Sein Baby fliegt: Der CRJ, programmiert von Hans Hartmann bei Digital Aviation/Aerosoft.

Lieber Hans, erst einmal Glückwunsch – es ist vollbracht. Der CRJ fliegt ab heute auch im Microsoft Flight Simulator.  Wie viele Arbeitsstunden hast du jetzt eigentlich in die MSFS-Version des CRJs stecken müssen?

Die Antwort auf diese Frage möchte ich ehrlich gesagt gar nicht wissen. Ich war jetzt etwa ein Jahr full time beschäftigt. Stefan hat am 3D-Modell sogar noch etwas länger gearbeitet. Aber man muss dazu sagen, dass es sich ja auch um einen Lernprozess gehandelt hat. Denn das Gelernte kann man ja auch auf zukünftige Projekte anwenden. Insofern ist der Zeitaufwand insgesamt wohl hoch aber noch vertretbar gewesen.

Gerade bei Flugzeugen für den MSFS nimmt man nicht einfach ein Flugzeug-Add-On und portiert es in den neuen Sim. Was waren die drei größten Dinge, die für den MSFS komplett „neu gemacht“ werden mussten?

Da wäre zum einen mal die EFB, deren gesamte Grafikausgabe im Prepar3D mit Direct2D realisiert wurde. Direct2D ist im MSFS-System der WebAssembly-Umgebung aber nicht mehr verfügbar, also habe ich diese auf das GDIPlus-System umstellen müssen.

Das Zweite sind die ganzen kleinen Display-Instrumente wie Uhren, das Backup Radio und das HGS Control Panel, die auf einem Makro aus dem FSX-SDK basierten. Diese wurden ebenfalls mit GDIPlus komplett neu gemacht.

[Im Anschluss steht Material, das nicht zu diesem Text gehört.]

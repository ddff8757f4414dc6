//! # Linear algebra primitives
//!
//! $$
//! \operatorname{vech}(A) = (a_{11}, a_{21}, \ldots, a_{K1}, a_{22}, \ldots, a_{KK})^\top
//! $$
//!
use nalgebra::DMatrix;
use nalgebra::SymmetricEigen;
use ndarray::Array1;
use ndarray::Array2;
use ndarray::ArrayView2;

use crate::error::Result;
use crate::error::VarError;

/// Copy an `ndarray` matrix into a `nalgebra` matrix.
pub fn to_dmatrix(a: &ArrayView2<f64>) -> DMatrix<f64> {
  let (rows, cols) = a.dim();
  DMatrix::from_fn(rows, cols, |i, j| a[[i, j]])
}

/// Copy a `nalgebra` matrix back into an `ndarray` matrix.
pub fn from_dmatrix(m: &DMatrix<f64>) -> Array2<f64> {
  Array2::from_shape_fn((m.nrows(), m.ncols()), |(i, j)| m[(i, j)])
}

/// Check that `a` is square and return its order.
pub fn ensure_square(a: &ArrayView2<f64>, what: &'static str) -> Result<usize> {
  let (rows, cols) = a.dim();
  if rows != cols {
    return Err(VarError::DimensionMismatch {
      what,
      expected: rows,
      found: cols,
    });
  }
  Ok(rows)
}

/// Fail with `NonFiniteInput` if any element is NaN or infinite.
pub fn ensure_finite<'a, I>(values: I, name: &'static str) -> Result<()>
where
  I: IntoIterator<Item = &'a f64>,
{
  if values.into_iter().all(|v| v.is_finite()) {
    Ok(())
  } else {
    Err(VarError::NonFiniteInput { name })
  }
}

/// Half-vectorization of a square matrix.
///
/// Columns are visited left to right and, within column `i`, rows `i..K`
/// are emitted top to bottom. The result has `K(K+1)/2` entries.
pub fn vech(a: &ArrayView2<f64>) -> Result<Array1<f64>> {
  let k = ensure_square(a, "vech input columns")?;
  let mut out = Vec::with_capacity(k * (k + 1) / 2);
  for col in 0..k {
    for row in col..k {
      out.push(a[[row, col]]);
    }
  }
  Ok(Array1::from_vec(out))
}

/// Eigen-decomposition of a symmetric matrix.
#[derive(Debug, Clone)]
pub struct SymmetricEigenDecomposition {
  /// Eigenvectors stored column-wise, column `i` pairs with `eigenvalues[i]`.
  pub eigenvectors: Array2<f64>,
  /// Eigenvalues in solver order.
  pub eigenvalues: Array1<f64>,
  /// Index of the largest eigenvalue.
  pub largest: usize,
}

/// Decompose a symmetric matrix and locate its largest eigenvalue.
///
/// Symmetry is not validated: only the lower triangle of `a` is read, so a
/// non-symmetric input is treated as the symmetric matrix sharing its lower
/// triangle.
pub fn symmetric_eigen_decomposition(a: &ArrayView2<f64>) -> Result<SymmetricEigenDecomposition> {
  let k = ensure_square(a, "eigen-decomposition input columns")?;
  if k == 0 {
    return Err(VarError::EmptyInput {
      name: "eigen-decomposition input",
    });
  }
  ensure_finite(a.iter(), "eigen-decomposition input")?;

  let eig = SymmetricEigen::new(to_dmatrix(a));
  let eigenvalues = Array1::from_iter(eig.eigenvalues.iter().copied());
  let largest = eigenvalues
    .iter()
    .enumerate()
    .fold((0usize, f64::NEG_INFINITY), |(best, max), (i, &v)| {
      if v > max {
        (i, v)
      } else {
        (best, max)
      }
    })
    .0;

  Ok(SymmetricEigenDecomposition {
    eigenvectors: from_dmatrix(&eig.eigenvectors),
    eigenvalues,
    largest,
  })
}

Und schließlich der letzte und vermutlich größte Punkt waren viele kleine, aber feine Unterschiede zwischen den C++ Standardbibliotheken für Windows und denen für WebAssembly (WASM). Und hier steckt der Teufel im Detail. An hunderten Stellen muss man hier kleine Änderungen vornehmen. Und dabei ging viel Zeit nicht nur für die Änderungen drauf, sondern ein großer Teil der Arbeit bestand auch darin, die Unterschiede erst einmal herauszufinden.

Du sprichst von Unterschieden, manch anderer von Limitierungen des MSFS. Was konntest du aus dem alten CRJ nicht mitnehmen?

Im Wesentlichen das Wetterradar und die Charts in der EFB. Die sind derzeit noch nicht möglich, da sie keinen Kontakt aus dem Sim heraus aufnehmen können. Ein auf Webassembly (WASM) basierender Flieger lebt in einer Sandbox. Das muss man sich wie einen geschlossenen Raum ohne Fenster vorstellen. Dies bedeutet, dass manche Funktionen einfach nicht zur Verfügung stehen. Ich weiß, dass Working Title in ihrem CJ4 bereits Navigraph-Charts haben, aber diese sind als HTML/Javascript-Instrumente realisiert, die sich mangels Interaktion nur sehr eingeschränkt mit WASM-Instrumenten kombinieren lassen. Ich habe die Charts-Schnittstelle ja nun schon über eineinhalb Jahre im CRJ für P3D, von daher weiß ich, wie das funktioniert. Aber für die Kombination aus MSFS und WASM sehe ich bisher keine Lösung, die nicht eine völlige Krücke wäre.

Dann gibt es noch Einschränkungen, was die Regentropfen betrifft.  Sie sind im MSFS war sichtbar, aber sie laufen theoretisch an der Innenseite der Scheibe herunter, weil kein korrektes dreidimensionales Glasmodell im MSFS vorgesehen ist. Die Standardflugzeuge haben alle zweidimensionales Glas. Soweit ich weiß, sind auch Scheibenwischer, die auch tatsächlich die Tropfen wegwischen, bishers so nicht vorgesehen.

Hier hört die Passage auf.